They now can rest in peace
It was a phone call that gave words to a long endured pain and wait.
Perhaps that is why Saif Imam Jami called back from a different time zone, taking time out of his busy office hours.
Yet Jami, the only living member of martyr Rumi's family, did not talk about his personal contentment regarding the verdict in Ali Ahsan Mohammad Mojaheed's case that was delivered yesterday.
Like his brother martyr Shafi Imam Rumi and mother Shaheed Janani Jahanara Imam, he expressed satisfaction over the verdict because it took into account the massacre of intellectuals in 1971.
Rumi had foregone a bright career and sacrificed his life for the motherland, while his mother, unheeding of fatal cancer, continued her struggle until the last breath to bring the war criminals to book.
“I am happy about the verdict, not because it is about my brother and his co-fighters, but more importantly because he [Mojaheed] has been given death penalty for the mass killing of intellectuals,” Jami told The Daily Star over the phone from the USA.
“Their [the intellectuals'] souls need to rest in peace. No one has fought for them,” he added.
Mojaheed, convicted of murder, torture, and imprisonment of people and conspiring to kill intellectuals during the Liberation War, has been held responsible for the death of guerrilla freedom fighter Rumi.
He was found guilty on charge-5, related to the killing of Rumi, Badi Jewel, Azad and Altaf Mahmud at the army camp set up in Nakhalpara, Dhaka, during the Liberation War.
The Pakistan army arrested Rumi along with his father Sharif Imam and younger brother Jami at their house on Elephant Road, Dhaka, on August 29, 1971.
Rumi's father and brother were later released when they, as asked by Rumi, told the Pakistan army that they had no knowledge of the guerrilla operations carried out by Rumi and his co-fighters.
The valiant freedom fighters were confined to and tortured for information at the army camp in the old MP hostel in Nakhalpara.
On August 30, 1971, Mojaheed went there with another Jamaat-e-Islami leader, Matiur Rahman Nizami, and told an army captain that the detainees would have to be killed before the proclamation of clemency by the president.
Mojaheed's advice intensified the torture on the detainees. The bodies of the detainees could not be found even after liberation on December 16, 1971.
Taking this into account, the Tribunal in its verdict said, “by the act of being present at the army camp and behaving brutally with detained victims even in presence of army official and providing 'advice' to liquidate the victims before the President's clemency came into effect, as stated by P.W.2, inevitably formed part of attack which had substantial effect to the actual commission of the crime committed by the principals and as such he [accused] was 'concerned with the commission' of the killing alleged in charge no. 5.”
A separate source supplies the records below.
//! WebSocket transport adapter for the wiki relay.
//!
//! The session layer only needs a message-oriented duplex channel:
//! [`OtSyncClient::send_message`] and [`OtSyncClient::receive_message`].
//! Frames are JSON text messages in the shapes defined by
//! [`crate::protocol::message`]; everything websocket-specific (ping/pong,
//! close frames, the upgrade handshake) stays in this module.

use async_tungstenite::tokio::connect_async;
use async_tungstenite::tungstenite::client::IntoClientRequest;
use async_tungstenite::tungstenite::Message as WsMessage;
use async_tungstenite::WebSocketStream;
use futures::{SinkExt, StreamExt};
use tracing::{debug, warn};

use crate::error::{OtSyncError, Result};
use crate::protocol::{ClientMessage, ServerMessage};

/// Type alias for the WebSocket stream returned by connect_async.
type WsStream = WebSocketStream<async_tungstenite::tokio::ConnectStream>;

/// Configuration for connecting to a relay endpoint.
#[derive(Debug, Clone)]
pub struct ClientConfig {
    /// WebSocket URL to connect to (e.g. `ws://localhost:8080/api/pages/Home/edits`).
    pub url: String,
    /// Optional authentication token, appended as a query parameter.
    pub token: Option<String>,
    /// User agent string sent with the upgrade request.
    pub user_agent: String,
}

impl ClientConfig {
    /// Creates a new client configuration.
    pub fn new(url: impl Into<String>) -> Self {
        Self {
            url: url.into(),
            token: None,
            user_agent: String::from("wiki-otsync/0.1"),
        }
    }

    /// Sets the authentication token.
    pub fn with_token(mut self, token: impl Into<String>) -> Self {
        self.token = Some(token.into());
        self
    }

    /// Sets the user agent string.
    pub fn with_user_agent(mut self, user_agent: impl Into<String>) -> Self {
        self.user_agent = user_agent.into();
        self
    }

    /// Builds the WebSocket URL with the optional token.
    fn build_url(&self) -> String {
        match &self.token {
            Some(token) => {
                if self.url.contains('?') {
                    format!("{}&token={}", self.url, token)
                } else {
                    format!("{}?token={}", self.url, token)
                }
            }
            None => self.url.clone(),
        }
    }
}

/// A message-oriented connection to the relay.
pub struct OtSyncClient {
    stream: WsStream,
}

impl OtSyncClient {
    /// Connects to a relay using the given configuration.
    pub async fn connect(config: ClientConfig) -> Result<Self> {
        let url = config.build_url();

        let mut request = url
            .into_client_request()
            .map_err(|e| OtSyncError::Protocol(format!("Failed to build request: {}", e)))?;

        if let Ok(value) = config.user_agent.parse() {
            request.headers_mut().insert("User-Agent", value);
        }

        let (stream, _response) = connect_async(request)
            .await
            .map_err(|e| OtSyncError::Protocol(format!("Failed to connect: {}", e)))?;
        debug!(url = %config.url, "websocket connected");

        Ok(Self { stream })
    }

    /// Sends a client message as one text frame.
    pub async fn send_message(&mut self, msg: &ClientMessage) -> Result<()> {
        let frame = msg.encode()?;
        self.stream
            .send(WsMessage::Text(frame.into()))
            .await
            .map_err(|e| OtSyncError::Protocol(format!("Failed to send message: {}", e)))?;
        Ok(())
    }

    /// Receives the next server message.
    ///
    /// Returns `Ok(None)` once the relay closes the connection. Decode
    /// failures (including unknown message tags) are returned as errors
    /// and should be treated as fatal for the connection.
    pub async fn receive_message(&mut self) -> Result<Option<ServerMessage>> {
        loop {
            match self.stream.next().await {
                Some(Ok(WsMessage::Text(frame))) => {
                    return ServerMessage::decode(&frame).map(Some);
                }
                Some(Ok(WsMessage::Close(_))) => return Ok(None),
                Some(Ok(WsMessage::Ping(data))) => {
                    self.stream
                        .send(WsMessage::Pong(data))
                        .await
                        .map_err(|e| {
                            OtSyncError::Protocol(format!("Failed to send pong: {}", e))
                        })?;
                }
                Some(Ok(WsMessage::Pong(_))) => {
                    // Ignore, continue receiving.
                }
                Some(Ok(WsMessage::Binary(_))) => {
                    // The edit stream is text-only.
                    warn!("ignoring unexpected binary frame");
                }
                Some(Ok(WsMessage::Frame(_))) => {
                    // Raw frame, continue receiving.
                }
                Some(Err(e)) => {
                    return Err(OtSyncError::Protocol(format!("WebSocket error: {}", e)));
                }
                None => return Ok(None),
            }
        }
    }

    /// Closes the connection gracefully.
    pub async fn close(mut self) -> Result<()> {
        self.stream
            .close(None)
            .await
            .map_err(|e| OtSyncError::Protocol(format!("Failed to close connection: {}", e)))?;
        Ok(())
    }
}

/// Builds the WebSocket URL for a page's edit stream.
pub fn build_page_url(base_url: &str, page: &str, token: Option<&str>) -> String {
    let ws_url = base_url
        .replace("http://", "ws://")
        .replace("https://", "wss://");

    let url = format!(
        "{}/api/pages/{}/edits",
        ws_url.trim_end_matches('/'),
        page
    );

    match token {
        Some(t) => format!("{}?token={}", url, t),
        None => url,
    }
}
//! Orders, order lines and checkout against a file-backed database.

mod common;

use futures_util::poll;
use tienda_core::{CartItem, CoreError, Order, OrderItem};
use tienda_db::{cancel_pair, cancellable, DbError, Table};

#[tokio::test]
async fn orders_sorted_newest_first() {
    let (_dir, db) = common::open().await;
    let orders = db.orders();
    for created_at in [100, 300, 200] {
        orders
            .insert_order(&Order::new(42, 1.0, created_at))
            .await
            .unwrap();
    }

    let stamps: Vec<i64> = orders
        .get_orders_by_user(42)
        .await
        .unwrap()
        .into_iter()
        .map(|o| o.created_at)
        .collect();
    assert_eq!(stamps, vec![300, 200, 100]);
}

#[tokio::test]
async fn bad_line_leaves_items_unchanged() {
    let (_dir, db) = common::open().await;
    let orders = db.orders();
    let order_id = orders.insert_order(&Order::new(1, 5.0, 1)).await.unwrap();
    orders
        .insert_items(&[OrderItem::new(order_id, Some("Existing".to_string()), 5.0, 1)])
        .await
        .unwrap();
    let before = orders.get_items_for_order(order_id).await.unwrap();

    let mut changes = db.subscribe(Table::OrderItems);
    let batch = [
        OrderItem::new(order_id, Some("Fine".to_string()), 1.0, 1),
        OrderItem::new(-1, Some("Orphan".to_string()), 1.0, 1),
    ];
    let err = orders.insert_items(&batch).await.unwrap_err();

    assert!(err.is_constraint_violation());
    assert_eq!(orders.get_items_for_order(order_id).await.unwrap(), before);
    assert_eq!(changes.drain(), 0);
}

#[tokio::test]
async fn items_in_storage_order() {
    let (_dir, db) = common::open().await;
    let orders = db.orders();
    let order_id = orders.insert_order(&Order::new(1, 6.0, 1)).await.unwrap();

    let names = ["c", "a", "b"];
    let lines: Vec<OrderItem> = names
        .iter()
        .map(|n| OrderItem::new(order_id, Some(n.to_string()), 2.0, 1))
        .collect();
    orders.insert_items(&lines).await.unwrap();

    let stored: Vec<String> = orders
        .get_items_for_order(order_id)
        .await
        .unwrap()
        .into_iter()
        .filter_map(|i| i.product_name)
        .collect();
    assert_eq!(stored, names);
}

#[tokio::test]
async fn dropped_read_releases_connection() {
    let (_dir, db) = common::open().await;
    let orders = db.orders();
    orders.insert_order(&Order::new(3, 1.0, 10)).await.unwrap();

    {
        let mut fut = Box::pin(orders.get_orders_by_user(3));
        let _ = poll!(fut.as_mut());
    }

    assert_eq!(db.open_handles(), 0);
    assert_eq!(orders.get_orders_by_user(3).await.unwrap().len(), 1);
}

#[tokio::test]
async fn cancelled_read_reports_cancelled() {
    let (_dir, db) = common::open().await;
    let (handle, signal) = cancel_pair();
    handle.cancel();

    let result = cancellable(signal, db.orders().get_orders_by_user(3)).await;

    assert!(matches!(result, Err(DbError::Cancelled)));
    assert_eq!(db.open_handles(), 0);
}

#[tokio::test]
async fn cancelled_write_commits_nothing() {
    let (_dir, db) = common::open().await;
    let (handle, signal) = cancel_pair();
    handle.cancel();

    let result = cancellable(signal, db.orders().insert_order(&Order::new(3, 1.0, 10))).await;

    assert!(matches!(result, Err(DbError::Cancelled)));
    assert!(db.orders().get_orders_by_user(3).await.unwrap().is_empty());
}

#[tokio::test]
async fn checkout_end_to_end() {
    let (_dir, db) = common::open().await;
    let cart = db.cart();
    cart.add_product(1, Some("Pan"), 1.5).await.unwrap();
    cart.add_product(1, Some("Pan"), 1.5).await.unwrap();
    cart.add_product(2, Some("Leche"), 0.99).await.unwrap();
    let expected_total = cart.total().await.unwrap();

    let mut cart_changes = db.subscribe(Table::CartItems);
    let mut order_changes = db.subscribe(Table::Orders);
    let mut item_changes = db.subscribe(Table::OrderItems);

    let placed = db.checkout(11).await.unwrap();
    let order_id = placed.order_id().unwrap();

    assert!((placed.order.total - expected_total).abs() < 1e-9);
    assert_eq!(placed.items.len(), 2);
    assert_eq!(placed.items[0].quantity, 2);
    assert!(cart.list().await.unwrap().is_empty());

    let history = db.orders().get_orders_by_user(11).await.unwrap();
    assert_eq!(history, vec![placed.order.clone()]);
    assert_eq!(
        db.orders().get_items_for_order(order_id).await.unwrap(),
        placed.items
    );

    assert_eq!(cart_changes.drain(), 1);
    assert_eq!(order_changes.drain(), 1);
    assert_eq!(item_changes.drain(), 1);
    assert_eq!(db.open_handles(), 0);
}

#[tokio::test]
async fn checkout_of_empty_cart_fails_cleanly() {
    let (_dir, db) = common::open().await;

    let err = db.checkout(11).await.unwrap_err();

    assert!(matches!(err, DbError::Domain(CoreError::EmptyCart)));
    assert!(db.orders().get_orders_by_user(11).await.unwrap().is_empty());
}

#[tokio::test]
async fn checkout_keeps_cart_lines_as_snapshot() {
    let (_dir, db) = common::open().await;
    db.cart()
        .insert(&CartItem::new(8, Some("Queso".to_string()), 4.25, 3))
        .await
        .unwrap();

    let placed = db.checkout(2).await.unwrap();
    let line = &placed.items[0];

    assert_eq!(line.product_name.as_deref(), Some("Queso"));
    assert!((line.price - 4.25).abs() < 1e-9);
    assert_eq!(line.quantity, 3);
}

#[tokio::test]
async fn checkout_of_bulk_unnamed_line() {
    let (_dir, db) = common::open().await;
    db.cart()
        .insert(&CartItem::new(3, Some(String::new()), 0.5, 1000))
        .await
        .unwrap();

    let placed = db.checkout(4).await.unwrap();

    assert!((placed.order.total - 500.0).abs() < 1e-9);
    assert_eq!(placed.items[0].quantity, 1000);
    assert_eq!(placed.items[0].product_name.as_deref(), Some(""));
}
After liberation, Rumi's mother Jahanara Imam's diary that was maintained during the Liberation War was published as "Ekattorer Dinguli".
It became an important yet heart-rending documentation of our Liberation War. A copy of the book was also submitted at the International Crimes Tribunal as an exhibit.
Rumi, who later became the symbol of valiant guerrilla freedom fighters, is believed to have been executed along with the other detainees on the night of September 4, 1971.
His father Sharif Imam did not survive the burden of the physical torture inflicted upon him during his detention at the army camp. He died from a cardiac arrest on December 13, 1971.
Jahanara Imam, however, did not allow her personal loss to weaken her quest for justice when the war criminals began to return to the political scene of the country.
She rather gave rebirth to a movement demanding the trial of war criminals.
The movement began in January 1992 after Ghulam Azam, then a Pakistani citizen, was appointed Jamaat chief in December 1991.
It soon turned into a mass movement and led to the formation of a People's Court, where Ghulam Azam, the mastermind of the atrocities during the war, was tried.
The then BNP government took a hardline against the court and filed a sedition case against its 24 organisers, including Jahanara Imam.
Jahanara Imam died in 1994 with the burden of the sedition charge. The case was withdrawn around two years later when Justice Habibur Rahman-led caretaker government was in office.
Thirty nine years later, the AL-led 18 party alliance began the much-awaited trial of war criminals. Till date six war criminals, including Mojaheed, have been convicted.
Though Mojaheed has been found guilty, according to Jami, justice remains incomplete until the verdict is carried out in the shortest possible time.
“After giving them death sentence, they cannot be kept in prison for years, that is not justice,” he said.